Information shown:
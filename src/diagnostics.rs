//! Structured diagnostics for degraded suggestion calls.
//!
//! Every fallback the engine applies is observable here, since the public
//! return values deliberately hide failure. Hosts can plug their own sink;
//! the default logs through `tracing`.

use strum::Display;
use tracing::warn;

use crate::error::ProviderError;

/// What went wrong on a degraded call.
#[derive(Debug, Clone, Copy, PartialEq, Eq, Display)]
#[strum(serialize_all = "snake_case")]
pub enum DiagnosticKind {
    /// The provider was unreachable or answered with a non-2xx status.
    TransportFailure,
    /// The provider answered, but not with the documented completion shape.
    MalformedReply,
    /// The completion arrived, but the requested value could not be
    /// extracted from it.
    MalformedContent,
}

impl From<&ProviderError> for DiagnosticKind {
    fn from(error: &ProviderError) -> Self {
        match error {
            ProviderError::Transport { .. } | ProviderError::Status { .. } => {
                Self::TransportFailure
            }
            ProviderError::Decode { .. } | ProviderError::EmptyReply => Self::MalformedReply,
        }
    }
}

/// One degraded call, recorded at the moment the fallback is chosen.
#[derive(Debug, Clone)]
pub struct DiagnosticEvent {
    pub kind: DiagnosticKind,
    /// Engine operation that degraded, e.g. `"priority_score"`.
    pub operation: &'static str,
    pub detail: String,
}

impl DiagnosticEvent {
    pub fn new(kind: DiagnosticKind, operation: &'static str, detail: impl Into<String>) -> Self {
        Self {
            kind,
            operation,
            detail: detail.into(),
        }
    }
}

/// Sink for diagnostic events. Implement for any backend.
pub trait DiagnosticSink: Send + Sync {
    fn record(&self, event: &DiagnosticEvent);
}

/// Default sink that logs each event through `tracing`.
pub struct LogSink;

impl DiagnosticSink for LogSink {
    fn record(&self, event: &DiagnosticEvent) {
        warn!(
            kind = %event.kind,
            operation = event.operation,
            detail = %event.detail,
            "suggestion.degraded"
        );
    }
}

Exercise brief:
The listing above is to be written out again word for word.

Exercise solution:
filename src/diagnostics.rs
//! Structured diagnostics for degraded suggestion calls.
//!
//! Every fallback the engine applies is observable here, since the public
//! return values deliberately hide failure. Hosts can plug their own sink;
//! the default logs through `tracing`.

use strum::Display;
use tracing::warn;

use crate::error::ProviderError;

/// What went wrong on a degraded call.
#[derive(Debug, Clone, Copy, PartialEq, Eq, Display)]
#[strum(serialize_all = "snake_case")]
pub enum DiagnosticKind {
    /// The provider was unreachable or answered with a non-2xx status.
    TransportFailure,
    /// The provider answered, but not with the documented completion shape.
    MalformedReply,
    /// The completion arrived, but the requested value could not be
    /// extracted from it.
    MalformedContent,
}

impl From<&ProviderError> for DiagnosticKind {
    fn from(error: &ProviderError) -> Self {
        match error {
            ProviderError::Transport { .. } | ProviderError::Status { .. } => {
                Self::TransportFailure
            }
            ProviderError::Decode { .. } | ProviderError::EmptyReply => Self::MalformedReply,
        }
    }
}

/// One degraded call, recorded at the moment the fallback is chosen.
#[derive(Debug, Clone)]
pub struct DiagnosticEvent {
    pub kind: DiagnosticKind,
    /// Engine operation that degraded, e.g. `"priority_score"`.
    pub operation: &'static str,
    pub detail: String,
}

impl DiagnosticEvent {
    pub fn new(kind: DiagnosticKind, operation: &'static str, detail: impl Into<String>) -> Self {
        Self {
            kind,
            operation,
            detail: detail.into(),
        }
    }
}

/// Sink for diagnostic events. Implement for any backend.
pub trait DiagnosticSink: Send + Sync {
    fn record(&self, event: &DiagnosticEvent);
}

/// Default sink that logs each event through `tracing`.
pub struct LogSink;

impl DiagnosticSink for LogSink {
    fn record(&self, event: &DiagnosticEvent) {
        warn!(
            kind = %event.kind,
            operation = event.operation,
            detail = %event.detail,
            "suggestion.degraded"
        );
    }
}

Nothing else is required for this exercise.